Since its 2015 launch, Chef Space has helped more than 100 businesses get started and gain traction to operate on their own.

“We’ve got over 20 businesses in the local community fully independent, some of those even have multiple locations now,” Chef Space president Tom Murro said. “Just last year we were able to graduate five businesses, and during COVID, the height of COVID, we had three businesses graduate.”

The communal kitchen space has served catering companies, food trucks, meal prep companies and businesses making packaged products, Murro said.
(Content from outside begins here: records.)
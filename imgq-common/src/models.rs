//! Domain models

use chrono::{DateTime, Utc};
use serde::{Deserialize, Serialize};
use std::fmt;
use std::str::FromStr;

use crate::{Error, Result};

/// Deployment variant
///
/// Selects both the work-resolution rule of the assignment ledger and the
/// write policy of the annotation store.
#[derive(Debug, Clone, Copy, PartialEq, Eq, Serialize, Deserialize)]
#[serde(rename_all = "snake_case")]
pub enum Mode {
    /// Any annotator may claim any unannotated image; one live row per image
    SinglePool,
    /// Admin-managed per-user queues; annotations keyed to assignments
    MultiUser,
}

impl Mode {
    pub fn as_str(&self) -> &'static str {
        match self {
            Mode::SinglePool => "single_pool",
            Mode::MultiUser => "multi_user",
        }
    }
}

impl fmt::Display for Mode {
    fn fmt(&self, f: &mut fmt::Formatter<'_>) -> fmt::Result {
        f.write_str(self.as_str())
    }
}

impl FromStr for Mode {
    type Err = Error;

    fn from_str(s: &str) -> Result<Self> {
        match s.trim().to_ascii_lowercase().replace('-', "_").as_str() {
            "single_pool" | "single" => Ok(Mode::SinglePool),
            "multi_user" | "multi" => Ok(Mode::MultiUser),
            other => Err(Error::Config(format!("Unknown mode: {}", other))),
        }
    }
}

/// User role
#[derive(Debug, Clone, Copy, PartialEq, Eq, Serialize, Deserialize)]
#[serde(rename_all = "snake_case")]
pub enum Role {
    Annotator,
    Admin,
}

impl Role {
    pub fn as_str(&self) -> &'static str {
        match self {
            Role::Annotator => "annotator",
            Role::Admin => "admin",
        }
    }
}

impl fmt::Display for Role {
    fn fmt(&self, f: &mut fmt::Formatter<'_>) -> fmt::Result {
        f.write_str(self.as_str())
    }
}

impl FromStr for Role {
    type Err = Error;

    fn from_str(s: &str) -> Result<Self> {
        match s {
            "annotator" => Ok(Role::Annotator),
            "admin" => Ok(Role::Admin),
            other => Err(Error::InvalidPayload(format!("Unknown role: {}", other))),
        }
    }
}

/// Verified caller identity, as yielded by the access gate
#[derive(Debug, Clone, PartialEq, Eq, Serialize)]
pub struct Identity {
    pub user_id: String,
    pub username: String,
    pub role: Role,
}

impl Identity {
    pub fn is_admin(&self) -> bool {
        self.role == Role::Admin
    }

    /// Capability check for admin-only operations
    pub fn require_admin(&self) -> Result<()> {
        if self.is_admin() {
            Ok(())
        } else {
            Err(Error::Forbidden(format!(
                "User '{}' is not an administrator",
                self.username
            )))
        }
    }
}

/// Account record (credential columns are never loaded into this struct)
#[derive(Debug, Clone, Serialize)]
pub struct User {
    pub id: String,
    pub username: String,
    pub role: Role,
    pub created_at: DateTime<Utc>,
}

/// Annotatable item
#[derive(Debug, Clone, Serialize)]
pub struct Image {
    pub id: String,
    pub source: String,
    pub image_path: String,
    pub image_url: Option<String>,
    /// Opaque seed metadata, never interpreted
    pub metadata: serde_json::Value,
    pub annotation_count: i64,
    pub created_at: DateTime<Utc>,
}

#[derive(Debug, Clone, Copy, PartialEq, Eq, Serialize, Deserialize)]
#[serde(rename_all = "snake_case")]
pub enum AssignmentStatus {
    Pending,
    Completed,
}

impl AssignmentStatus {
    pub fn as_str(&self) -> &'static str {
        match self {
            AssignmentStatus::Pending => "pending",
            AssignmentStatus::Completed => "completed",
        }
    }
}

impl FromStr for AssignmentStatus {
    type Err = Error;

    fn from_str(s: &str) -> Result<Self> {
        match s {
            "pending" => Ok(AssignmentStatus::Pending),
            "completed" => Ok(AssignmentStatus::Completed),
            other => Err(Error::Internal(format!("Unknown assignment status: {}", other))),
        }
    }
}

/// Unit of work binding one user to one image (multi-user mode)
#[derive(Debug, Clone, Serialize)]
pub struct Assignment {
    pub id: String,
    pub user_id: String,
    pub image_id: String,
    pub status: AssignmentStatus,
    pub assigned_at: DateTime<Utc>,
    pub completed_at: Option<DateTime<Utc>>,
}

/// Result of one annotate/reject/report action
#[derive(Debug, Clone, Serialize)]
pub struct Annotation {
    pub id: String,
    pub image_id: String,
    pub user_id: String,
    pub assignment_id: Option<String>,
    pub question: Option<String>,
    pub answer: Option<String>,
    pub is_approved: Option<bool>,
    pub is_reported: bool,
    pub pass_number: i64,
    pub annotated_at: DateTime<Utc>,
}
At the 13,000-square-foot facility, business owners from both the food and cosmetic industries are able to access resources such as convection ovens, food processors, mixers and storage space. 

“Besides just having commissary space for rent, we have education, technical assistance, in-house lending, all these things that help get a business from launch and emerging to the growth phase,” Murro said. 

Because businesses are able to access communal space, equipment and other resources, Murro said overhead costs are significantly decreased. 

This leaves more room for growth and less concern about the thin profit margins in the food industry.

Chef Space currently has a waitlist of emerging entrepreneurs seeking assistance. 

Murro said the federal funding will enable Chef Space to support more small businesses and help existing members with needs such as packaging.

“Logistics for distribution, for storage, will allow some of the current brands to grow past the bottlenecks that they have, but also be able onboard 12 additional clients,” Murro said.

Helping as many businesses as possible reach the growth phase is Chef Space’s main goal, he added.